Funzione materna e funzione paterna rappresentano quindi due presupposti fondamentali affinché il bambino divenga, usando una terminologia psicoanalitica, un soggetto, ovvero un individuo con propri desideri di auto-affermazione, un proprio pensiero produttivo e una propria voce da spendere all’interno del contesto sociale.

Scendendo un po’ di più all’interno della questione e utilizzando un linguaggio più tecnico, osserviamo come la letteratura psicoanalitica attribuisca alla madre il compito di «particolarizzare» e «personalizzare» le cure fornite al bambino, e al padre quello di consentirgli l’«accesso alla realtà».

La madre dovrà quindi «riconoscere» il bambino nella sua unicità soggettiva: sarà questo sguardo dedicato e attento a conferirgli il senso di essere un individuo unico nella sua diversità dagli altri; al padre, invece, toccherà insegnare al bambino cosa significa confrontarsi con il «piano della realtà». Questo significa che, laddove all’inizio del suo percorso di crescita il bambino vive come immerso in uno stato di dipendenza nei confronti della figura materna (condizione che alcuni autori non hanno esitato a definire come «idilliaca», ma che in lessico psicoanalitico viene chiamata «simbiotica», dove per simbiosi si intende, in natura, «una stretta relazione fra due o più organismi, solitamente di carattere biologico»), sarà la funzione paterna quella che gli consentirà di staccarsi da questo stato di dipendenza per proiettarsi e spendersi all’interno del mondo reale.

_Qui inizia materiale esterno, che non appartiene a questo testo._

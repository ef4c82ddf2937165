// File: src/decision/strategy.rs

use std::fmt;
use std::str::FromStr;

use feedhush_ai::{extract_probabilities, ChatCompletion};
use feedhush_common::error::Error;
use tracing::debug;

/// How a completion is turned into a hide decision.
#[derive(Debug, Clone, Copy, PartialEq, Eq, Default)]
pub enum DecisionStrategy {
    /// Hide when the answer text contains "no" anywhere, ignoring case.
    #[default]
    ContainsNo,
    /// Hide when the no-probability of the first answer token reaches the
    /// configured hide threshold.
    LogprobThreshold,
}

/// Number of alternatives requested per token for the log-probability rule.
pub const TOP_LOGPROBS: u8 = 5;

impl DecisionStrategy {
    pub fn needs_logprobs(self) -> bool {
        matches!(self, DecisionStrategy::LogprobThreshold)
    }

    pub fn interpret(self, completion: &ChatCompletion, hide_threshold: f64) -> Result<bool, Error> {
        match self {
            DecisionStrategy::ContainsNo => {
                let content = completion
                    .first_content()
                    .ok_or_else(|| Error::Api("completion has no message content".to_string()))?;
                Ok(completion_says_hide(content))
            }
            DecisionStrategy::LogprobThreshold => {
                let logprobs = completion
                    .first_token_logprobs()
                    .ok_or_else(|| Error::Api("completion has no token log-probabilities".to_string()))?;
                let probabilities = extract_probabilities(&logprobs)
                    .map_err(|e| Error::Api(e.to_string()))?;
                debug!(
                    "yes={:.4} no={:.4} threshold={}",
                    probabilities.yes_probability, probabilities.no_probability, hide_threshold
                );
                Ok(probabilities.no_probability >= hide_threshold)
            }
        }
    }
}

impl fmt::Display for DecisionStrategy {
    fn fmt(&self, f: &mut fmt::Formatter<'_>) -> fmt::Result {
        match self {
            DecisionStrategy::ContainsNo => f.write_str("contains-no"),
            DecisionStrategy::LogprobThreshold => f.write_str("logprob-threshold"),
        }
    }
}

impl FromStr for DecisionStrategy {
    type Err = Error;

    fn from_str(s: &str) -> Result<Self, Self::Err> {
        match s.trim().to_ascii_lowercase().as_str() {
            "contains-no" | "contains_no" => Ok(DecisionStrategy::ContainsNo),
            "logprob-threshold" | "logprob_threshold" | "threshold" => Ok(DecisionStrategy::LogprobThreshold),
            other => Err(Error::Parse(format!("unknown decision strategy '{other}'"))),
        }
    }
}

/// Substring rule applied to a completion's answer text.
pub fn completion_says_hide(content: &str) -> bool {
    content.trim().to_lowercase().contains("no")
}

LA MADRE È IL «PERCHE’» IL PADRE È IL «COME»

Durante il percorso di crescita e nel corso del necessario «svincolo» dal nucleo familiare di provenienza, la madre potrà spingere il figlio a intraprendere il suo percorso di crescita individuale, e sostenerlo con il suo sguardo dedicato e l’amore incondizionato con cui lo avvolge; sarà tuttavia il padre a indicargli il come poterlo fare, portandolo a scontrarsi contro i limiti che la società e la realtà inevitabilmente gli imporranno. Sintetizzando e iper-semplificando: la funzione materna sarà il perché del percorso di crescita del bambino; quella paterna, invece, il come.

Sigmund Freud riteneva che non mettere dei limiti a un bambino volesse dire condurlo a uno stato di sofferenza psichica, fino ad arrivare alla malattia mentale. Il suo «mettere dei limiti», era tuttavia da intendersi come rottura «pedagogicamente necessaria» dell’iniziale, fortissimo rapporto del bambino con la sua propria madre: questo spettava, appunto, alla figura paterna. In linguaggio psicoanalitico questo movimento viene chiamato «triangolazione» del bambino: è importante cioè l’intervento di un «altro» che rompa l’iniziale, fondativo ma asfissiante, rapporto simbiotico con il «materno».

Un testo di Massimo Recalcati, psicoanalista e intellettuale contemporaneo che ha incentrato il suo lavoro sulla funzione materna e in particolare su quella paterna, fa luce su queste tematiche. Si intitola «Il Complesso di Telemaco» e ha un bellissimo epilogo in cui Recalcati raccoglie la testimonianza della vita del suo stesso padre, la riflessione a riguardo della testimonianza, dell’esempio portato dalla figura paterna, è per lui centrale: non più un padre che limita e dirige, ma un padre che muove il desiderio del figlio attraverso la sua stessa vita, testimoniando appunto la messa in atto del suo desiderio di auto-realizzazione.